Your assignment:
Return only those lines of the material that contain "ToolSpec".

§

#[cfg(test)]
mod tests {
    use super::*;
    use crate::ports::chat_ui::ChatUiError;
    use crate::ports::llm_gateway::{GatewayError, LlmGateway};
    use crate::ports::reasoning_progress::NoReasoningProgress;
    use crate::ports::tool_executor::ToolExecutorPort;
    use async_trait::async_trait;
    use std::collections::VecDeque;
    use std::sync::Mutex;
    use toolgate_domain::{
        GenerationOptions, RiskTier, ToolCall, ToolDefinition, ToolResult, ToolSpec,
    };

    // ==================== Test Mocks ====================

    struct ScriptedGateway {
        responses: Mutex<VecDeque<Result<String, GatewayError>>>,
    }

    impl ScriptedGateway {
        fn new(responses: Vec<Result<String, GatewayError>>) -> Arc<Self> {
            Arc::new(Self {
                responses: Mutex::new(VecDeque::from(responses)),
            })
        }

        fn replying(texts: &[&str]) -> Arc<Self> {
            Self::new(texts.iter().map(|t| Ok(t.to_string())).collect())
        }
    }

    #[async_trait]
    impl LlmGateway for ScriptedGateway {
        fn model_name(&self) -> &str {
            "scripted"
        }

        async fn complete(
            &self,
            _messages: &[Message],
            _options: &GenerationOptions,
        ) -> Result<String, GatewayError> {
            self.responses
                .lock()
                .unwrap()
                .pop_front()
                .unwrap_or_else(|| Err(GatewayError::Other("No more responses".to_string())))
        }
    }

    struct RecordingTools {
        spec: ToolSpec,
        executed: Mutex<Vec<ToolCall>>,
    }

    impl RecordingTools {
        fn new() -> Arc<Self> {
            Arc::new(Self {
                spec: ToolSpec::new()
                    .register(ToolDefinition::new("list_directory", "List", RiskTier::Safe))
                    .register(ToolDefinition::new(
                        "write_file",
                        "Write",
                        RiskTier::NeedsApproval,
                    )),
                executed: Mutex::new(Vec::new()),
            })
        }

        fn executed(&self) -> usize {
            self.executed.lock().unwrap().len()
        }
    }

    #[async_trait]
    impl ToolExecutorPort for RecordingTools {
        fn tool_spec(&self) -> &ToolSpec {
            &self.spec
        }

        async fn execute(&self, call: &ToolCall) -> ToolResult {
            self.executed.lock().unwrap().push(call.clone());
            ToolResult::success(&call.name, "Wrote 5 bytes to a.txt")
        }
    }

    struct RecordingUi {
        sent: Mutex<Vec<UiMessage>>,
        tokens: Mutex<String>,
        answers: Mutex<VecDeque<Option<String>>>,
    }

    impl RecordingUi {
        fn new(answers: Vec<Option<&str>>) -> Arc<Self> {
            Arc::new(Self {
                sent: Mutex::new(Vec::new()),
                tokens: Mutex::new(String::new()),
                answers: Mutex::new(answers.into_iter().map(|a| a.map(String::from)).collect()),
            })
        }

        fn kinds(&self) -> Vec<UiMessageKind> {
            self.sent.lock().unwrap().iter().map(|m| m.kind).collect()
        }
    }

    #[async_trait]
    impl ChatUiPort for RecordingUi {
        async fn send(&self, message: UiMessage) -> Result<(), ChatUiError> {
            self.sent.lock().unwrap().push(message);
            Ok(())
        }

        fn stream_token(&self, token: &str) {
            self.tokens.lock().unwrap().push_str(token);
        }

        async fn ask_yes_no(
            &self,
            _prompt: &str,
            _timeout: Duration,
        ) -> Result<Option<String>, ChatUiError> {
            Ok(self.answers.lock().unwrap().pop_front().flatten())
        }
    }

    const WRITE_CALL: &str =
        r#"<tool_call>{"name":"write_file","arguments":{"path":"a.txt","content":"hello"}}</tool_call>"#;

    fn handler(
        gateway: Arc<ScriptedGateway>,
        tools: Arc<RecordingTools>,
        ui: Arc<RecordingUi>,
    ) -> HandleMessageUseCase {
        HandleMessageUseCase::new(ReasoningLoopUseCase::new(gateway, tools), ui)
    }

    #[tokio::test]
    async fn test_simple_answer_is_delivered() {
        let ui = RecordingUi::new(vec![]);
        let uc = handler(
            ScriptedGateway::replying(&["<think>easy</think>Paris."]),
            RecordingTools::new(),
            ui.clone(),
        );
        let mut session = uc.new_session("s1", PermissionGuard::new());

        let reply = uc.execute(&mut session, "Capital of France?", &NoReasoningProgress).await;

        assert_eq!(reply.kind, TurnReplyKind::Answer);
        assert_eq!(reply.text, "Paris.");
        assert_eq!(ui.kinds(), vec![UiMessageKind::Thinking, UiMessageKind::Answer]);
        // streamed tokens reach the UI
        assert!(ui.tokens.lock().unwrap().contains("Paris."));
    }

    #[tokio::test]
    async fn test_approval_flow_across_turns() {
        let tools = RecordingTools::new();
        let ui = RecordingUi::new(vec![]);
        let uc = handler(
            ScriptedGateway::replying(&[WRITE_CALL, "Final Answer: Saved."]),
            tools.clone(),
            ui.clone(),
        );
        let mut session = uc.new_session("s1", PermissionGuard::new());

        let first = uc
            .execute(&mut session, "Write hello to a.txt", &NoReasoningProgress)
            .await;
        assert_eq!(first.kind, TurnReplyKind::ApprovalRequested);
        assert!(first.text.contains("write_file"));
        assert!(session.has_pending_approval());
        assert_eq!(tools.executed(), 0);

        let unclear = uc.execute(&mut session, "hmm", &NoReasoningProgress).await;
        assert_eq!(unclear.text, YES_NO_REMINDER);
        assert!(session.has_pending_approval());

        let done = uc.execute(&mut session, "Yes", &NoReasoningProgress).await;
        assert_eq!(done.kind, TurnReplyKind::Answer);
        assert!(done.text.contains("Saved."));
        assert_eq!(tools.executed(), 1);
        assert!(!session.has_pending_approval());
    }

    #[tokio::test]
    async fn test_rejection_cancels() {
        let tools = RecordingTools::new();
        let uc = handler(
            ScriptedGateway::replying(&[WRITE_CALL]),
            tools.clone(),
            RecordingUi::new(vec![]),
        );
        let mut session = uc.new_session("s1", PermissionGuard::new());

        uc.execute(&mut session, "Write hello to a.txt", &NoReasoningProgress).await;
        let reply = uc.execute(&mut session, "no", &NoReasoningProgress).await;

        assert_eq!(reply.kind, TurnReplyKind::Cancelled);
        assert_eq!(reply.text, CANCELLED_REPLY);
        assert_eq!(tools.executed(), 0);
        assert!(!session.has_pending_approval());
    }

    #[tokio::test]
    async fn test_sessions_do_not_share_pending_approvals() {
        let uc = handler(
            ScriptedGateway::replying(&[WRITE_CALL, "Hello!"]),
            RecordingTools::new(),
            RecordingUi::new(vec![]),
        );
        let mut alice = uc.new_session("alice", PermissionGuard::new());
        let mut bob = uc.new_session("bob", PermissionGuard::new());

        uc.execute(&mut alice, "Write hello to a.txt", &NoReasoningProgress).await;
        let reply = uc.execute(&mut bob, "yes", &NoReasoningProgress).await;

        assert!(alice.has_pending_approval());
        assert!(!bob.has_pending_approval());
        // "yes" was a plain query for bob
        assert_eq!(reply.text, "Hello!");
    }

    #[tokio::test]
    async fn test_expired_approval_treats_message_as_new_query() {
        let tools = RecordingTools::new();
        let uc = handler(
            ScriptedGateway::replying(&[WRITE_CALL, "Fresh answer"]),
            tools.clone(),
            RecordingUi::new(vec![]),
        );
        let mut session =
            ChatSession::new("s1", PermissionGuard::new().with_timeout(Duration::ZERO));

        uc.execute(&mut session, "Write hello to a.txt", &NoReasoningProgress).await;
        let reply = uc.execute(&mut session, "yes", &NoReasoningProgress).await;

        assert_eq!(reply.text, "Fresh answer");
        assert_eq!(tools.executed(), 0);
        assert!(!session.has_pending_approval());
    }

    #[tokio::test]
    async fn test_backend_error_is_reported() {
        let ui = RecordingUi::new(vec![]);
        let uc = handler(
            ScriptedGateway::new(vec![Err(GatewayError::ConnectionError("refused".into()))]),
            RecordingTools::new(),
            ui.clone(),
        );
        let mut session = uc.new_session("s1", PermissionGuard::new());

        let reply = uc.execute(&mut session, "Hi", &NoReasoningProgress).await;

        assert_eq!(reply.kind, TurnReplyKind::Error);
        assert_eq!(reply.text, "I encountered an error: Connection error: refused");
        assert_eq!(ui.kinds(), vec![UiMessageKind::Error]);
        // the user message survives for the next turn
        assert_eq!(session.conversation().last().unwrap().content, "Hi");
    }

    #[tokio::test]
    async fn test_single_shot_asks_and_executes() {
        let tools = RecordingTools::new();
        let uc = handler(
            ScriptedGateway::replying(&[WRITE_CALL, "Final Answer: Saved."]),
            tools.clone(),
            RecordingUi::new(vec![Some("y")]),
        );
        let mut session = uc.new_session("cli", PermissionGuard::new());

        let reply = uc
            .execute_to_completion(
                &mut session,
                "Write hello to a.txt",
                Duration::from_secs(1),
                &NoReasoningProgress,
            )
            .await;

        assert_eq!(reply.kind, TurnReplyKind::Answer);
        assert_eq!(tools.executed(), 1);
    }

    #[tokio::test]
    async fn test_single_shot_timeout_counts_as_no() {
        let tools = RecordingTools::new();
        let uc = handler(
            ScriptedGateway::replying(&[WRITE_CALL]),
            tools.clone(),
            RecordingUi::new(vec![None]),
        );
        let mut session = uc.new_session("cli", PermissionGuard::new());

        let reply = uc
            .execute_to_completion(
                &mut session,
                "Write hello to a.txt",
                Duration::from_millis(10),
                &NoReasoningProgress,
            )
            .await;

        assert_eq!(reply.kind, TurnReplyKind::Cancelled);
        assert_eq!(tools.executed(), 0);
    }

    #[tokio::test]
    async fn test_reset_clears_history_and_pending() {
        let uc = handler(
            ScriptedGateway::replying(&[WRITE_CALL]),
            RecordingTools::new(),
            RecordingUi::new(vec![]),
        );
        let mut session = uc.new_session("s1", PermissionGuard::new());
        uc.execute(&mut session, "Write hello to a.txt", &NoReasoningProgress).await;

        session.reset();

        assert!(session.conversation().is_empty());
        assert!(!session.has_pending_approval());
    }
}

§

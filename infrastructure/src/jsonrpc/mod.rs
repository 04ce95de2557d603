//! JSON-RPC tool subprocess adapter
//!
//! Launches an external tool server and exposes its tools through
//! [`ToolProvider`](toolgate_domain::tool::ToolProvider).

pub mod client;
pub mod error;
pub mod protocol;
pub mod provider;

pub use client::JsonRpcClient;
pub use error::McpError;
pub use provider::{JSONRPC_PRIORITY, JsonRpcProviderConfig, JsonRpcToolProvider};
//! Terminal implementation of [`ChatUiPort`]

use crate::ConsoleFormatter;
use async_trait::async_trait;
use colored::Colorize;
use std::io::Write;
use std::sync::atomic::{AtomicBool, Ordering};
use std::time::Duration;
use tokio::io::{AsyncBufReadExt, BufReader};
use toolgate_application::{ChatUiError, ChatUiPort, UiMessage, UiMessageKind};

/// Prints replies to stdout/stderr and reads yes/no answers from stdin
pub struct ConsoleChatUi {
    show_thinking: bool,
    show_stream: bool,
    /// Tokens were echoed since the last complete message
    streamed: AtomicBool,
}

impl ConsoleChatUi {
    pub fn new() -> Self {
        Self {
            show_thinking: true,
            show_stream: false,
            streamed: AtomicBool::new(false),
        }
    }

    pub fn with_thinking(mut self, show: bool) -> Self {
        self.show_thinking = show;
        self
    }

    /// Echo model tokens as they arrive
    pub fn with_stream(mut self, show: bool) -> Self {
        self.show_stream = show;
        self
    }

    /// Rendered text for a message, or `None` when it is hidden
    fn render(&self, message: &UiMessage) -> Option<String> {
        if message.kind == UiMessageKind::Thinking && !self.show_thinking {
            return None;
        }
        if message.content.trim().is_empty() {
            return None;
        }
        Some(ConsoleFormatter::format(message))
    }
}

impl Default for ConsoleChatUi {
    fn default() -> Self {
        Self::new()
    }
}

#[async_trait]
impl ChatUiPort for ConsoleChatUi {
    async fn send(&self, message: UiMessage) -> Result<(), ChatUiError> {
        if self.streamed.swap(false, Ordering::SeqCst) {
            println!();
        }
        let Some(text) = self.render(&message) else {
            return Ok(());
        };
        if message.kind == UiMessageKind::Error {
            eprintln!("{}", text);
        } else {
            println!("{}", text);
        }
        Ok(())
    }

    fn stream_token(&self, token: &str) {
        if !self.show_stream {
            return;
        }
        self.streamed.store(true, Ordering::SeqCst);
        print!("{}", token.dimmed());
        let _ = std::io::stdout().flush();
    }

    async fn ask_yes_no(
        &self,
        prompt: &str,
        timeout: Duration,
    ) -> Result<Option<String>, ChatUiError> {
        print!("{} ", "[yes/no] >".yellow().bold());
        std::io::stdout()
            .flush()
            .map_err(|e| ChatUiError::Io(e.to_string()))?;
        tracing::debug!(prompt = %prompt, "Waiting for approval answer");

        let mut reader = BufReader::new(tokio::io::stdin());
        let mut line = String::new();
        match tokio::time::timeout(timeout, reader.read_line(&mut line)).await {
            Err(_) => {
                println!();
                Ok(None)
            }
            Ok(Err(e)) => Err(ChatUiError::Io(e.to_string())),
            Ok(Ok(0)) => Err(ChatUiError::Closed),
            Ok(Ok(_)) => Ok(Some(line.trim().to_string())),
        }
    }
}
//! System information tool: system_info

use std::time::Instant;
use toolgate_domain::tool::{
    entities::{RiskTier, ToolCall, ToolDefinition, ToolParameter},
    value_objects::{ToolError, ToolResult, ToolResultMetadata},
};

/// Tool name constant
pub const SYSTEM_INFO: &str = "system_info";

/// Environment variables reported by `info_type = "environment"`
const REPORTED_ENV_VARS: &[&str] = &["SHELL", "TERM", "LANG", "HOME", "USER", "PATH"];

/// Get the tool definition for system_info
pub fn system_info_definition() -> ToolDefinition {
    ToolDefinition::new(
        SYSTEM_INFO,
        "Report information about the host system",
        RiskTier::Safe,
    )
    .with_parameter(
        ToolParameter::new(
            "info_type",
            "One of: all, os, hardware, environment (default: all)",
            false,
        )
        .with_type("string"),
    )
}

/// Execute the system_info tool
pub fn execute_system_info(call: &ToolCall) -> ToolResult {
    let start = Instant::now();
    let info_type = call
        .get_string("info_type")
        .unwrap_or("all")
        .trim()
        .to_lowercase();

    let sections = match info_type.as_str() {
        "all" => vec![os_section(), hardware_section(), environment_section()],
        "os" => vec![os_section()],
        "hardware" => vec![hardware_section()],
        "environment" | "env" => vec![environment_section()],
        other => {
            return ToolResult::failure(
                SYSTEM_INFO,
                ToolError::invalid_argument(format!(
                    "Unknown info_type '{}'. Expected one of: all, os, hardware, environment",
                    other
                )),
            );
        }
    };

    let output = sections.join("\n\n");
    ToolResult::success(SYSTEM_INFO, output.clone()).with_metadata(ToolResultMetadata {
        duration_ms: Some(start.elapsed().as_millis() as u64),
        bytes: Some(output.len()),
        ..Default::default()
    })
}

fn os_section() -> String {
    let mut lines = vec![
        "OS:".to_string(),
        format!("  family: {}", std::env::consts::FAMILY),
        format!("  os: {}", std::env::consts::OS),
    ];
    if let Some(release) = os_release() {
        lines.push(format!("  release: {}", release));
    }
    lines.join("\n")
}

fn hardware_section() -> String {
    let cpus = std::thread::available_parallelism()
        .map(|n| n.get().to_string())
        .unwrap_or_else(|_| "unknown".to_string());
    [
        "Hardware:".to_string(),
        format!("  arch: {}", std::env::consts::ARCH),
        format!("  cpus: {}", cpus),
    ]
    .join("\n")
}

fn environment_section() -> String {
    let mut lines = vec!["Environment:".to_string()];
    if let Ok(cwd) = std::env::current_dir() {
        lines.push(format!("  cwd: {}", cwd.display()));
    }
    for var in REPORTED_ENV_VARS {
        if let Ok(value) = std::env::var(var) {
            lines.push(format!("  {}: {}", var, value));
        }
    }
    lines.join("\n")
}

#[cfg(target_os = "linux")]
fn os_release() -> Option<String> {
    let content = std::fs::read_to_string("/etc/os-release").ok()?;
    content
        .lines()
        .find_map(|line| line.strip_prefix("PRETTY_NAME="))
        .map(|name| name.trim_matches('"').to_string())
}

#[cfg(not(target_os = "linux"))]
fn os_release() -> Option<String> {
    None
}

§

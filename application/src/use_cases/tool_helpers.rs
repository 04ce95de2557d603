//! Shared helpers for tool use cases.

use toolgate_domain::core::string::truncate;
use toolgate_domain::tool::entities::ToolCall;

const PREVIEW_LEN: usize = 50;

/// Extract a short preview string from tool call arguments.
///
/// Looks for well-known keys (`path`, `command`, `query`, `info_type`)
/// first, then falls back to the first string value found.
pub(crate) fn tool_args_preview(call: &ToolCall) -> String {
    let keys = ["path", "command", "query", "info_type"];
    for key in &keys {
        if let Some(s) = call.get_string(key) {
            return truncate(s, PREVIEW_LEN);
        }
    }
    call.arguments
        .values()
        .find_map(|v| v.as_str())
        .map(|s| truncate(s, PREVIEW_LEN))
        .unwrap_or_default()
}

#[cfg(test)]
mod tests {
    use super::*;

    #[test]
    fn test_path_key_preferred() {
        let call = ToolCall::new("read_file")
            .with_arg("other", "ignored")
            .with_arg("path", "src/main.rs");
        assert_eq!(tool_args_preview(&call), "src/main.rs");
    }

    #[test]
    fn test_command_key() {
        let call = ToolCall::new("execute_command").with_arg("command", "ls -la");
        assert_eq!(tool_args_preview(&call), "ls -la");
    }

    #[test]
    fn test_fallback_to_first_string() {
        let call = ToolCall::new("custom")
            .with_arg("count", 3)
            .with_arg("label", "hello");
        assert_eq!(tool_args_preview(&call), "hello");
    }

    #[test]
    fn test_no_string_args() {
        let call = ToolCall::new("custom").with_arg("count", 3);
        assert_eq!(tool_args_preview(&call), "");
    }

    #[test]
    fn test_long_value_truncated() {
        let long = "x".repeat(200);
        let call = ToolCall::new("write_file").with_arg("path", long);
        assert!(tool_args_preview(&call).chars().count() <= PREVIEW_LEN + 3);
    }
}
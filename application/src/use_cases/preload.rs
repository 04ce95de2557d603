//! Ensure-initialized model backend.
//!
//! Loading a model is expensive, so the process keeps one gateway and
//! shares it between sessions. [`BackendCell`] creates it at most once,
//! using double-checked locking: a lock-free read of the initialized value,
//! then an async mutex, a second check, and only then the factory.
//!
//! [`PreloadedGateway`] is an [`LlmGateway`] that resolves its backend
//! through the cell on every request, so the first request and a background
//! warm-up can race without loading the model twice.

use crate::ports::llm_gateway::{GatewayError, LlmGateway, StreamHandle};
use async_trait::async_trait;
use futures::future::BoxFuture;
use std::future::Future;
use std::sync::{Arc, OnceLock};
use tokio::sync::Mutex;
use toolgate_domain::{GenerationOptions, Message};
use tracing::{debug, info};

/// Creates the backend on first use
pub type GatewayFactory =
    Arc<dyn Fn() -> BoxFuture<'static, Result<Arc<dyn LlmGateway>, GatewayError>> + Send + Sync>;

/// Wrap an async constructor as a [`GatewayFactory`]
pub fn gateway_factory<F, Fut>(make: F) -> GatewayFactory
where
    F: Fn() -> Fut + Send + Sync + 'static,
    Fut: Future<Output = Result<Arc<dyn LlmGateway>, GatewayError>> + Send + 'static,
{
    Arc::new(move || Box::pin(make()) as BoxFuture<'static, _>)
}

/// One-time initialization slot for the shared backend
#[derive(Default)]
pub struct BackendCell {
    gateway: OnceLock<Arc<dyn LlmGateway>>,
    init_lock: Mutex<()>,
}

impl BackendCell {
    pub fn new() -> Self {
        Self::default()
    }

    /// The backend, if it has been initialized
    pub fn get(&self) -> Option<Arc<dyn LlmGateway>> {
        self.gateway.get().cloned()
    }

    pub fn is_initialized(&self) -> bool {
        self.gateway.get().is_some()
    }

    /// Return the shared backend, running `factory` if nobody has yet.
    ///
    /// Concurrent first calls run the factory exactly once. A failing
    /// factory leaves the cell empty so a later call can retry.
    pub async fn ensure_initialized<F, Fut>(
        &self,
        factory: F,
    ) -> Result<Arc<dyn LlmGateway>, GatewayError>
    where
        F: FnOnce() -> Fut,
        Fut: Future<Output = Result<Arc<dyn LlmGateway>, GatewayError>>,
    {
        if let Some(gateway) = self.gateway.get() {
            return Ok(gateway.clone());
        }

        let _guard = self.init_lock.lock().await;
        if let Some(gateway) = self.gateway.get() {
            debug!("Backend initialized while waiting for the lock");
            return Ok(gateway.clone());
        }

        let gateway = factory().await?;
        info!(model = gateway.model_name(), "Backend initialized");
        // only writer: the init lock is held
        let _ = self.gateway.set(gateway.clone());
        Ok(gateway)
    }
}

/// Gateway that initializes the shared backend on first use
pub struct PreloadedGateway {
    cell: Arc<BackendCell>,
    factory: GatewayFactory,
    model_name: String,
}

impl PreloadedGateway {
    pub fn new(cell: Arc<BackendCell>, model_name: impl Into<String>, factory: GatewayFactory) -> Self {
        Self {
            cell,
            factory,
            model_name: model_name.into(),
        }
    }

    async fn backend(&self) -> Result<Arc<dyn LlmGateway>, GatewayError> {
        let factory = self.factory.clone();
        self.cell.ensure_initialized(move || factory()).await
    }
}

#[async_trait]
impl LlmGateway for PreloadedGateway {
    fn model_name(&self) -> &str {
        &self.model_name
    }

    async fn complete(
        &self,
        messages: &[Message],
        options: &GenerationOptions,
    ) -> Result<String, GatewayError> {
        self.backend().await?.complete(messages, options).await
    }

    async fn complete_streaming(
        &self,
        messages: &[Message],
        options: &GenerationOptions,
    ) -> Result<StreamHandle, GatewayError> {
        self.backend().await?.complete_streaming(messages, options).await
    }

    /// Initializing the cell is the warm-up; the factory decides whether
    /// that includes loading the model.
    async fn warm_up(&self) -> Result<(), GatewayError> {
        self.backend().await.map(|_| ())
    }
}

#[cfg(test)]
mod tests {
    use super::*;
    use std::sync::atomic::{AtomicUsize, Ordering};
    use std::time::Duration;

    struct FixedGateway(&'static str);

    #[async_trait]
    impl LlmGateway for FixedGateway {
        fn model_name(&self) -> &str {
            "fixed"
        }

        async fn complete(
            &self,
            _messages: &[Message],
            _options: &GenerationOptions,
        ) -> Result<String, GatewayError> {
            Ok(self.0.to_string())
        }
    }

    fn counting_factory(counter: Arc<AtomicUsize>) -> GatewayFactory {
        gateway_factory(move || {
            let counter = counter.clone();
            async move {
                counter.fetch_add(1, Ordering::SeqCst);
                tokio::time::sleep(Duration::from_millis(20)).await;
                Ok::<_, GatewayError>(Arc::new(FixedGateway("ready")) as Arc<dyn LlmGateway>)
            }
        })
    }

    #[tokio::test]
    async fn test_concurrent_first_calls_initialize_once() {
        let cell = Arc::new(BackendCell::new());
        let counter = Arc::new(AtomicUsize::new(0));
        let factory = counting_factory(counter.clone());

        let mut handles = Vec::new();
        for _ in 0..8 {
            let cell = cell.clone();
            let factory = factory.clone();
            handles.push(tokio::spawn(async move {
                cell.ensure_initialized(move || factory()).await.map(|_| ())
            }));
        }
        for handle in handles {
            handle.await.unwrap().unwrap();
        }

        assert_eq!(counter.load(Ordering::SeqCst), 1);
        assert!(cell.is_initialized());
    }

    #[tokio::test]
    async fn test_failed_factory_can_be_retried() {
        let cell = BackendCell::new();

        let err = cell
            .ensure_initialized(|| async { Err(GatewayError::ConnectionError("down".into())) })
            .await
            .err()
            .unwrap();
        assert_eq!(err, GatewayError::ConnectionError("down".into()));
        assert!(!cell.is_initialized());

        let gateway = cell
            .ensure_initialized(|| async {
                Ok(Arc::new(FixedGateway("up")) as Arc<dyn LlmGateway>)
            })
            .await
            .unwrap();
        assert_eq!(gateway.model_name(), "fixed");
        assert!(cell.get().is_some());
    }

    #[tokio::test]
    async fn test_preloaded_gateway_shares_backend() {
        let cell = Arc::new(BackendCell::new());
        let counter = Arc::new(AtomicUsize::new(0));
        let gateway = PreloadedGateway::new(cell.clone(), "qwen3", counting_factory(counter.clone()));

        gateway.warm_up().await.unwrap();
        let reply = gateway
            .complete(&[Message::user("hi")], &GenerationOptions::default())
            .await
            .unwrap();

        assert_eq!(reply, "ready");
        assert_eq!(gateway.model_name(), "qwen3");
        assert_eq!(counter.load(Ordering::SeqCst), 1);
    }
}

§

Answer section:
        GenerationOptions, RiskTier, ToolCall, ToolDefinition, ToolResult, ToolSpec,
        spec: ToolSpec,
                spec: ToolSpec::new()
        fn tool_spec(&self) -> &ToolSpec {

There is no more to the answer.